Tout commence dès les années 1960, autour d’une poignée de chercheurs isolés. Parmi eux un neuropsychologue américain, Paul Bach y Rita, va faire particulièrement parler de lui. Son père, le poète catalan Pedro Bach y Rita, a été victime à 66 ans d’un AVC (accident vasculaire cérébral) lui ayant laissé de graves séquelles : la moitié de son corps est paralysée, et il ne peut plus parler. Mais grâce à une rééducation très volontariste et originale, impulsée par Georges, le frère aîné de la famille, Pedro Bach y Rita réussit à retrouver une grande partie de ses capacités : il se remet à marcher (à l’aide d’une canne) et à reparler.

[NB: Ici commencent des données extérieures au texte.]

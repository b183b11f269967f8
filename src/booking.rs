use serde::{Deserialize, Serialize};
use time::{Date, OffsetDateTime};
use uuid::Uuid;

use crate::catalog::{CatalogKind, CatalogRef, CatalogSummary};
use crate::customer::CustomerSummary;
use crate::money::Money;

pub mod request;
mod status;

pub use status::BookingStatus;

/// The placeholder time slot for inquiries made without one.
pub const PLACEHOLDER_TIME: &str = "00:00";

/// A single booking, with its customer and catalog item attached.
#[derive(Clone, Debug, Serialize)]
pub struct Booking {
    pub(crate) id: Uuid,

    pub(crate) customer: CustomerSummary,

    pub(crate) item: CatalogSummary,

    #[serde(with = "date_format")]
    pub(crate) date: Date,

    /// Free text, normally `HH:MM`.
    pub(crate) time: String,

    pub(crate) participants: i32,

    pub(crate) total_price: Money,

    pub(crate) status: BookingStatus,

    pub(crate) notes: Option<String>,

    /// The times it was created and updated.
    #[serde(flatten)]
    pub(crate) times: Times,
}

impl Booking {
    pub fn id(&self) -> Uuid {
        self.id
    }

    pub fn customer(&self) -> &CustomerSummary {
        &self.customer
    }

    pub fn item(&self) -> &CatalogSummary {
        &self.item
    }

    pub fn date(&self) -> Date {
        self.date
    }

    pub fn time(&self) -> &str {
        &self.time
    }

    pub fn participants(&self) -> i32 {
        self.participants
    }

    pub fn total_price(&self) -> Money {
        self.total_price
    }

    pub fn status(&self) -> BookingStatus {
        self.status
    }

    pub fn notes(&self) -> Option<&str> {
        self.notes.as_deref()
    }
}

/// The times a booking was created and last modified.
#[derive(Clone, Debug, Deserialize, Serialize)]
pub struct Times {
    #[serde(with = "time::serde::timestamp")]
    pub(crate) created_at: OffsetDateTime,

    #[serde(with = "time::serde::timestamp")]
    pub(crate) updated_at: OffsetDateTime,
}

/// A booking ready to be written. Everything has been validated and priced.
#[derive(Clone, Debug)]
pub struct NewBooking {
    pub(crate) id: Uuid,
    pub(crate) customer_id: Uuid,
    pub(crate) reference: CatalogRef,
    pub(crate) date: Date,
    pub(crate) time: String,
    pub(crate) participants: i32,
    pub(crate) total_price: Money,
    pub(crate) status: BookingStatus,
    pub(crate) notes: Option<String>,
}

/// Criteria for listing bookings. Absent fields don't filter.
#[derive(Clone, Debug, Default)]
pub struct BookingFilter {
    pub status: Option<BookingStatus>,
    pub from: Option<Date>,
    pub to: Option<Date>,
    pub customer_id: Option<Uuid>,
    pub kind: Option<CatalogKind>,
}

impl BookingFilter {
    pub fn matches(&self, booking: &Booking) -> bool {
        self.status.map_or(true, |s| booking.status == s)
            && self.from.map_or(true, |d| booking.date >= d)
            && self.to.map_or(true, |d| booking.date <= d)
            && self.customer_id.map_or(true, |id| booking.customer.id == id)
            && self
                .kind
                .map_or(true, |k| booking.item.reference.kind() == k)
    }
}

pub const DEFAULT_PAGE_SIZE: i64 = 50;
pub const MAX_PAGE_SIZE: i64 = 200;

/// A window into a listing, newest bookings first.
#[derive(Clone, Copy, Debug, Eq, PartialEq, Serialize)]
pub struct PageRequest {
    pub(crate) page: i64,
    pub(crate) limit: i64,
}

impl PageRequest {
    /// Clamps the page to at least 1 and the limit to `1..=MAX_PAGE_SIZE`.
    pub fn new(page: Option<i64>, limit: Option<i64>) -> Self {
        PageRequest {
            page: page.unwrap_or(1).max(1),
            limit: limit.unwrap_or(DEFAULT_PAGE_SIZE).max(1).min(MAX_PAGE_SIZE),
        }
    }

    pub fn offset(&self) -> i64 {
        (self.page - 1).saturating_mul(self.limit)
    }
}

impl Default for PageRequest {
    fn default() -> Self {
        PageRequest::new(None, None)
    }
}

#[derive(Clone, Debug, Serialize)]
pub struct Pagination {
    pub(crate) page: i64,
    pub(crate) limit: i64,
    pub(crate) total: i64,
    pub(crate) pages: i64,
}

impl Pagination {
    pub fn new(request: PageRequest, total: i64) -> Self {
        let pages = (total + request.limit - 1) / request.limit;

        Pagination {
            page: request.page,
            limit: request.limit,
            total,
            pages,
        }
    }
}

/// Figures for the admin dashboard.
#[derive(Clone, Debug, Default, PartialEq, Serialize)]
pub struct BookingStatistics {
    pub(crate) total: i64,
    pub(crate) pending: i64,
    pub(crate) confirmed: i64,
    pub(crate) cancelled: i64,
    pub(crate) completed: i64,

    /// Bookings whose date is today.
    pub(crate) today: i64,

    /// The sum of confirmed and completed bookings.
    pub(crate) revenue: Money,
}

/// (De)serializes dates as `YYYY-MM-DD`. Deserialization also accepts a full
/// ISO 8601 timestamp and keeps only its date, since that's what browser
/// date pickers send.
pub mod date_format {
    use serde::{Deserialize, Deserializer, Serializer};
    use time::Date;

    const FORMAT: &str = "%Y-%m-%d";

    pub fn format(date: Date) -> String {
        date.format(FORMAT)
    }

    pub fn parse(s: &str) -> Result<Date, time::ParseError> {
        let s = s.trim();
        let date_part = s.split('T').next().unwrap_or(s);

        Date::parse(date_part, FORMAT)
    }

    pub fn serialize<S: Serializer>(date: &Date, serializer: S) -> Result<S::Ok, S::Error> {
        serializer.serialize_str(&format(*date))
    }

    pub fn deserialize<'de, D>(deserializer: D) -> Result<Date, D::Error>
    where D: Deserializer<'de> {
        use serde::de::Error;

        let s: String = Deserialize::deserialize(deserializer)?;
        parse(&s).map_err(D::Error::custom)
    }

    /// Like [`deserialize`], treating `null` and blank strings as absent.
    pub fn deserialize_option<'de, D>(deserializer: D) -> Result<Option<Date>, D::Error>
    where D: Deserializer<'de> {
        use serde::de::Error;

        let o: Option<String> = Deserialize::deserialize(deserializer)?;

        match o {
            Some(s) if !s.trim().is_empty() => parse(&s).map(Some).map_err(D::Error::custom),
            _ => Ok(None),
        }
    }
}
//! Project scaffolding for the BIASED toolkit
//!
//! Everything around the knowledge base that touches a project's files:
//!
//! - [`template`]: copy a template tree with `{{TOKEN}}` substitution
//! - [`validate`]: check the required framework files exist and parse
//! - [`ci`]: emit the evaluation workflow
//! - [`bdd`]: detect the project type and install a BDD framework

pub mod bdd;
pub mod ci;
pub mod error;
pub mod template;
pub mod validate;

pub use bdd::{CommandRunner, InstallReport, ProjectKind, TokioRunner, install_bdd};
pub use ci::{CiOutcome, emit_workflow};
pub use error::{Error, Result};
pub use template::{COMMON_TEMPLATE, CopyReport, Variables, copy_template};
pub use validate::{ValidationReport, validate};
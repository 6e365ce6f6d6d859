//! CI workflow emitter

use std::path::Path;

use biased_fs::{NormalizedPath, ProjectPath, io};

use crate::Result;

/// The evaluation workflow written to `.github/workflows/biased-eval.yml`.
pub const WORKFLOW: &str = r#"# BIASED Framework Evaluation Workflow
name: BIASED Evaluation

on:
  push:
    branches: [ "main", "master" ]
  pull_request:
    branches: [ "main", "master" ]

jobs:
  evaluate:
    name: Validate & Evaluate
    runs-on: ubuntu-latest

    steps:
      - name: Checkout code
        uses: actions/checkout@v4

      - name: Setup Node.js
        uses: actions/setup-node@v4
        with:
          node-version: '20'

      # Install dependencies
      # Modify this step based on your project type (npm, pip, maven, etc.)
      - name: Install Dependencies
        run: |
          if [ -f "package.json" ]; then
            npm ci
          elif [ -f "requirements.txt" ]; then
            pip install -r requirements.txt
          fi

      - name: Install biased
        run: cargo install biased-cli --locked

      # 1. Validate Framework Structure
      - name: Validate BIASED Structure
        run: biased validate

      # 2. Run Tests (Behavior & Eval)
      # This assumes you have a 'test' script configured.
      # For BDD, ensure 'biased install-bdd' has been run locally and deps are committed.
      - name: Run Evaluation Tests
        run: |
          if [ -f "package.json" ] && grep -q '"test":' package.json; then
            npm test
          else
            echo "No test script detected. Please configure your test command in .github/workflows/biased-eval.yml"
          fi

      # 3. Update Metrics (Optional - requires write permissions or external dashboard push)
      # - name: Push Metrics
      #   run: node scripts/update-metrics.js
"#;

/// What [`emit_workflow`] did.
#[derive(Debug, Clone, PartialEq, Eq)]
pub enum CiOutcome {
    Created(NormalizedPath),
    /// A workflow was already there and was left untouched
    AlreadyExists(NormalizedPath),
}

/// Write the evaluation workflow under `root` unless one already exists.
pub fn emit_workflow(root: &Path) -> Result<CiOutcome> {
    let path = NormalizedPath::new(root).join(ProjectPath::CiWorkflow.as_str());

    if path.exists() {
        tracing::info!(path = %path, "CI workflow already exists, skipping");
        return Ok(CiOutcome::AlreadyExists(path));
    }

    io::write_text(&path, WORKFLOW)?;
    tracing::debug!(path = %path, "CI workflow written");
    Ok(CiOutcome::Created(path))
}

Quand il meurt, quelques années plus tard, l’autopsie révèle que son cerveau avait pourtant été grandement endommagé par l’AVC, et présentait une sévère atrophie des centres moteurs. Cela ne signifiait-il pas que le cerveau pouvait se réorganiser ? La récupération de la marche et de la parole avait peut-être été rendue possible par l’usage d’autres zones que les circuits cérébraux habituels. Dans ce cas, voilà qui ouvrait de toutes nouvelles perspectives sur le fonctionnement du cerveau !
Voir avec sa langue
Paul Bach Y Rita décide alors de réorienter ses recherches. En 1965, l’année de la mort de son père, il publie un premier article dans Nature où il évoque les possibilités de réparation du cerveau. Signe des temps, l’article est d’abord rejeté six fois par différents journaux scientifiques. Le « mainstream » des recherches est alors tourné vers l’idée de localisation et de modules fonctionnels. Par la suite, P. Bach y Rita met au point des techniques destinées à montrer la possibilité de « substitution fonctionnelle » : c’est-à-dire de mobiliser une partie du cerveau pour accomplir une fonction différente de celle qui lui est habituellement dévolue. À la fin des années 1960, le chercheur invente une machine originale destinée à venir en aide aux aveugles. Le dispositif consiste à relier une caméra à… la langue de l’aveugle. La caméra filme un objet ; les images sont alors traduites en légères impulsions électriques transmises sur la langue. Après quelques picotements, l’aveugle parvient à situer la place de l’objet et son changement de position. C’est comme s’il voyait avec sa langue ! Selon l’hypothèse de P. Bach y Rita, les canaux sensoriels sont allés informer l’aire visuelle normalement inactive chez l’aveugle. Il faudra attendre plus de quarante ans pour que cette hypothèse soit confirmée : en 2005 à Montréal, plusieurs aveugles recommencent l’expérience de la « vision », certes sommaire, par le biais de la stimulation de la langue. Sur IRM, il apparaît que le signal est bien transféré des récepteurs de la langue à la zone cérébrale de la sensibilité linguale, et de là vers l’aire visuelle 8. Mais autrefois, ces travaux étaient passés presque inaperçus. « C’était une sombre période pour la plasticité », note P. Bach Y Rita : ils n’étaient alors qu’une poignée à y croire.